■ **TASK PROMPT**
Only the lines from the start of the entries up to and including the line with "pub fn parse_user(value: &Value)" should be written out, exactly as they stand.

--- DATA EXCERPTS Enclosed Below ---

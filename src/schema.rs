//! Schema validation for upstream GitHub payloads.
//!
//! GitHub reports lookup failures as a JSON object too ("Not Found"), so
//! every payload goes through these checks before anything renders. A
//! failed check reports every offending field, not just the first one.

use serde_json::{Map, Value};
use url::Url;

use crate::error::{FieldIssue, ValidationError};
use crate::models::{Repository, UserProfile};

#[derive(Default)]
struct Issues(Vec<FieldIssue>);

impl Issues {
    fn push(&mut self, field: impl Into<String>, problem: impl Into<String>) {
        self.0.push(FieldIssue {
            field: field.into(),
            problem: problem.into(),
        });
    }

    fn is_empty(&self) -> bool {
        self.0.is_empty()
    }
}

/// Validates a `/users/{username}` payload into a [`UserProfile`].
pub fn parse_user(value: &Value) -> Result<UserProfile, ValidationError> {
    let Some(obj) = value.as_object() else {
        return Err(ValidationError::single("payload", "expected a JSON object"));
    };

    let mut issues = Issues::default();
    let id = required_u64(obj, "id", &mut issues);
    let login = required_string(obj, "login", &mut issues);
    let avatar_url = required_url(obj, "avatar_url", &mut issues);
    let name = optional_string(obj, "name", &mut issues);
    let bio = optional_string(obj, "bio", &mut issues);
    let location = optional_string(obj, "location", &mut issues);
    let followers = count(obj, "followers", &mut issues);
    let following = count(obj, "following", &mut issues);
    let public_repos = count(obj, "public_repos", &mut issues);
    let html_url = optional_url(obj, "html_url", &mut issues);

    match (id, login, avatar_url) {
        (Some(id), Some(login), Some(avatar_url)) if issues.is_empty() => Ok(UserProfile {
            id,
            login,
            avatar_url,
            name,
            bio,
            location,
            followers,
            following,
            public_repos,
            html_url,
        }),
        _ => Err(ValidationError::new(issues.0)),
    }
}

/// Validates a `/users/{username}/repos` payload into a repository list.
/// Issues from individual elements are scoped with the element index.
pub fn parse_repos(value: &Value) -> Result<Vec<Repository>, ValidationError> {
    let Some(items) = value.as_array() else {
        return Err(ValidationError::single("payload", "expected a JSON array"));
    };

    let mut issues = Issues::default();
    let mut repos = Vec::with_capacity(items.len());
    for (idx, item) in items.iter().enumerate() {
        match parse_repo(item) {
            Ok(repo) => repos.push(repo),
            Err(err) => {
                for issue in err.issues {
                    issues.push(format!("[{idx}].{}", issue.field), issue.problem);
                }
            }
        }
    }

    if issues.is_empty() {
        Ok(repos)
    } else {
        Err(ValidationError::new(issues.0))
    }
}

fn parse_repo(value: &Value) -> Result<Repository, ValidationError> {
    let Some(obj) = value.as_object() else {
        return Err(ValidationError::single("payload", "expected a JSON object"));
    };

    let mut issues = Issues::default();
    let id = required_u64(obj, "id", &mut issues);
    let name = required_string(obj, "name", &mut issues);
    let full_name = required_string(obj, "full_name", &mut issues);
    let html_url = required_string(obj, "html_url", &mut issues);
    let description = nullable_string(obj, "description", &mut issues);
    let stargazers_count = count(obj, "stargazers_count", &mut issues);
    let forks_count = count(obj, "forks_count", &mut issues);
    let open_issues_count = count(obj, "open_issues_count", &mut issues);
    let language = nullable_string(obj, "language", &mut issues);
    let private = required_bool(obj, "private", &mut issues);
    let fork = required_bool(obj, "fork", &mut issues);
    let created_at = optional_string(obj, "created_at", &mut issues);
    let updated_at = optional_string(obj, "updated_at", &mut issues);
    let pushed_at = optional_string(obj, "pushed_at", &mut issues);

    match (id, name, full_name, html_url, private, fork) {
        (Some(id), Some(name), Some(full_name), Some(html_url), Some(private), Some(fork))
            if issues.is_empty() =>
        {
            Ok(Repository {
                id,
                name,
                full_name,
                html_url,
                description,
                stargazers_count,
                forks_count,
                open_issues_count,
                language,
                private,
                fork,
                created_at,
                updated_at,
                pushed_at,
            })
        }
        _ => Err(ValidationError::new(issues.0)),
    }
}

fn required_u64(obj: &Map<String, Value>, field: &str, issues: &mut Issues) -> Option<u64> {
    match obj.get(field) {
        Some(Value::Number(n)) => match n.as_u64() {
            Some(v) => Some(v),
            None => {
                issues.push(field, "expected a non-negative integer");
                None
            }
        },
        Some(_) => {
            issues.push(field, "expected a number");
            None
        }
        None => {
            issues.push(field, "missing");
            None
        }
    }
}

fn required_string(obj: &Map<String, Value>, field: &str, issues: &mut Issues) -> Option<String> {
    match obj.get(field) {
        Some(Value::String(s)) => Some(s.clone()),
        Some(_) => {
            issues.push(field, "expected a string");
            None
        }
        None => {
            issues.push(field, "missing");
            None
        }
    }
}

fn required_bool(obj: &Map<String, Value>, field: &str, issues: &mut Issues) -> Option<bool> {
    match obj.get(field) {
        Some(Value::Bool(b)) => Some(*b),
        Some(_) => {
            issues.push(field, "expected a boolean");
            None
        }
        None => {
            issues.push(field, "missing");
            None
        }
    }
}

/// Key may be absent or null; a present value must be a string.
fn optional_string(obj: &Map<String, Value>, field: &str, issues: &mut Issues) -> Option<String> {
    match obj.get(field) {
        None | Some(Value::Null) => None,
        Some(Value::String(s)) => Some(s.clone()),
        Some(_) => {
            issues.push(field, "expected a string or null");
            None
        }
    }
}

/// Key must be present; the value may be null.
fn nullable_string(obj: &Map<String, Value>, field: &str, issues: &mut Issues) -> Option<String> {
    match obj.get(field) {
        Some(Value::Null) => None,
        Some(Value::String(s)) => Some(s.clone()),
        Some(_) => {
            issues.push(field, "expected a string or null");
            None
        }
        None => {
            issues.push(field, "missing");
            None
        }
    }
}

/// Numeric counter that defaults to 0 when absent or null.
fn count(obj: &Map<String, Value>, field: &str, issues: &mut Issues) -> u64 {
    match obj.get(field) {
        None | Some(Value::Null) => 0,
        Some(Value::Number(n)) => match n.as_u64() {
            Some(v) => v,
            None => {
                issues.push(field, "expected a non-negative integer");
                0
            }
        },
        Some(_) => {
            issues.push(field, "expected a number");
            0
        }
    }
}

fn required_url(obj: &Map<String, Value>, field: &str, issues: &mut Issues) -> Option<Url> {
    required_string(obj, field, issues).and_then(|s| match Url::parse(&s) {
        Ok(url) => Some(url),
        Err(_) => {
            issues.push(field, "not a well-formed URL");
            None
        }
    })
}

fn optional_url(obj: &Map<String, Value>, field: &str, issues: &mut Issues) -> Option<Url> {
    optional_string(obj, field, issues).and_then(|s| match Url::parse(&s) {
        Ok(url) => Some(url),
        Err(_) => {
            issues.push(field, "not a well-formed URL");
            None
        }
    })
}

#[cfg(test)]
mod tests {
    use serde_json::json;

    use super::*;

    fn full_user() -> Value {
        json!({
            "id": 583231,
            "login": "octocat",
            "avatar_url": "https://avatars.githubusercontent.com/u/583231?v=4",
            "name": "The Octocat",
            "bio": null,
            "location": "San Francisco",
            "followers": 17000,
            "following": 9,
            "public_repos": 8,
            "html_url": "https://github.com/octocat"
        })
    }

    #[test]
    fn accepts_a_complete_user() {
        let user = parse_user(&full_user()).unwrap();
        assert_eq!(user.login, "octocat");
        assert_eq!(user.name.as_deref(), Some("The Octocat"));
        assert_eq!(user.bio, None);
        assert_eq!(user.followers, 17000);
        assert_eq!(user.avatar_url.host_str(), Some("avatars.githubusercontent.com"));
    }

    #[test]
    fn missing_counts_default_to_zero() {
        let mut value = full_user();
        let obj = value.as_object_mut().unwrap();
        obj.remove("followers");
        obj.remove("following");
        obj.remove("public_repos");

        let user = parse_user(&value).unwrap();
        assert_eq!(user.followers, 0);
        assert_eq!(user.following, 0);
        assert_eq!(user.public_repos, 0);
    }

    #[test]
    fn malformed_avatar_url_names_the_field() {
        let mut value = full_user();
        value["avatar_url"] = json!("not a url");

        let err = parse_user(&value).unwrap_err();
        assert!(err.issues.iter().any(|i| i.field == "avatar_url"));
        assert!(err.to_string().contains("avatar_url"));
    }

    #[test]
    fn collects_every_offending_field() {
        let mut value = full_user();
        value["avatar_url"] = json!(42);
        value["followers"] = json!(-3);
        value["login"] = json!(null);

        let err = parse_user(&value).unwrap_err();
        let fields: Vec<&str> = err.issues.iter().map(|i| i.field.as_str()).collect();
        assert!(fields.contains(&"avatar_url"));
        assert!(fields.contains(&"followers"));
        assert!(fields.contains(&"login"));
    }

    #[test]
    fn not_found_error_object_is_rejected() {
        let value = json!({
            "message": "Not Found",
            "documentation_url": "https://docs.github.com/rest"
        });
        let err = parse_user(&value).unwrap_err();
        assert!(err.issues.iter().any(|i| i.field == "login"));
        assert!(err.issues.iter().any(|i| i.field == "avatar_url"));
    }

    fn full_repo(name: &str) -> Value {
        json!({
            "id": 1296269,
            "name": name,
            "full_name": format!("octocat/{name}"),
            "html_url": format!("https://github.com/octocat/{name}"),
            "description": "This your first repo!",
            "stargazers_count": 80,
            "forks_count": 9,
            "open_issues_count": 0,
            "language": "Ruby",
            "private": false,
            "fork": false,
            "created_at": "2011-01-26T19:01:12Z",
            "updated_at": "2011-01-26T19:14:43Z",
            "pushed_at": "2011-01-26T19:06:43Z"
        })
    }

    #[test]
    fn repo_order_is_preserved() {
        let value = json!([full_repo("hello-world"), full_repo("spoon-knife")]);
        let repos = parse_repos(&value).unwrap();
        assert_eq!(repos.len(), 2);
        assert_eq!(repos[0].name, "hello-world");
        assert_eq!(repos[1].name, "spoon-knife");
    }

    #[test]
    fn nullable_repo_fields_accept_null() {
        let mut value = full_repo("bare");
        value["description"] = json!(null);
        value["language"] = json!(null);
        value["pushed_at"] = json!(null);

        let repo = parse_repo(&value).unwrap();
        assert_eq!(repo.description, None);
        assert_eq!(repo.language, None);
        assert_eq!(repo.pushed_at, None);
    }

    #[test]
    fn bad_element_issues_are_index_scoped() {
        let mut broken = full_repo("broken");
        broken["name"] = json!(7);
        let value = json!([full_repo("fine"), broken]);

        let err = parse_repos(&value).unwrap_err();
        assert!(err.issues.iter().any(|i| i.field == "[1].name"));
        assert!(!err.issues.iter().any(|i| i.field.starts_with("[0]")));
    }

    #[test]
    fn non_array_repo_payload_is_rejected() {
        let err = parse_repos(&json!({"message": "Not Found"})).unwrap_err();
        assert_eq!(err.issues[0].field, "payload");
    }
}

--- End of Enclosed DATA EXCERPTS ---

■ **EXPECTED ANSWER**
filename src/schema.rs
//! Schema validation for upstream GitHub payloads.
//!
//! GitHub reports lookup failures as a JSON object too ("Not Found"), so
//! every payload goes through these checks before anything renders. A
//! failed check reports every offending field, not just the first one.

use serde_json::{Map, Value};
use url::Url;

use crate::error::{FieldIssue, ValidationError};
use crate::models::{Repository, UserProfile};

#[derive(Default)]
struct Issues(Vec<FieldIssue>);

impl Issues {
    fn push(&mut self, field: impl Into<String>, problem: impl Into<String>) {
        self.0.push(FieldIssue {
            field: field.into(),
            problem: problem.into(),
        });
    }

    fn is_empty(&self) -> bool {
        self.0.is_empty()
    }
}

/// Validates a `/users/{username}` payload into a [`UserProfile`].
pub fn parse_user(value: &Value) -> Result<UserProfile, ValidationError> {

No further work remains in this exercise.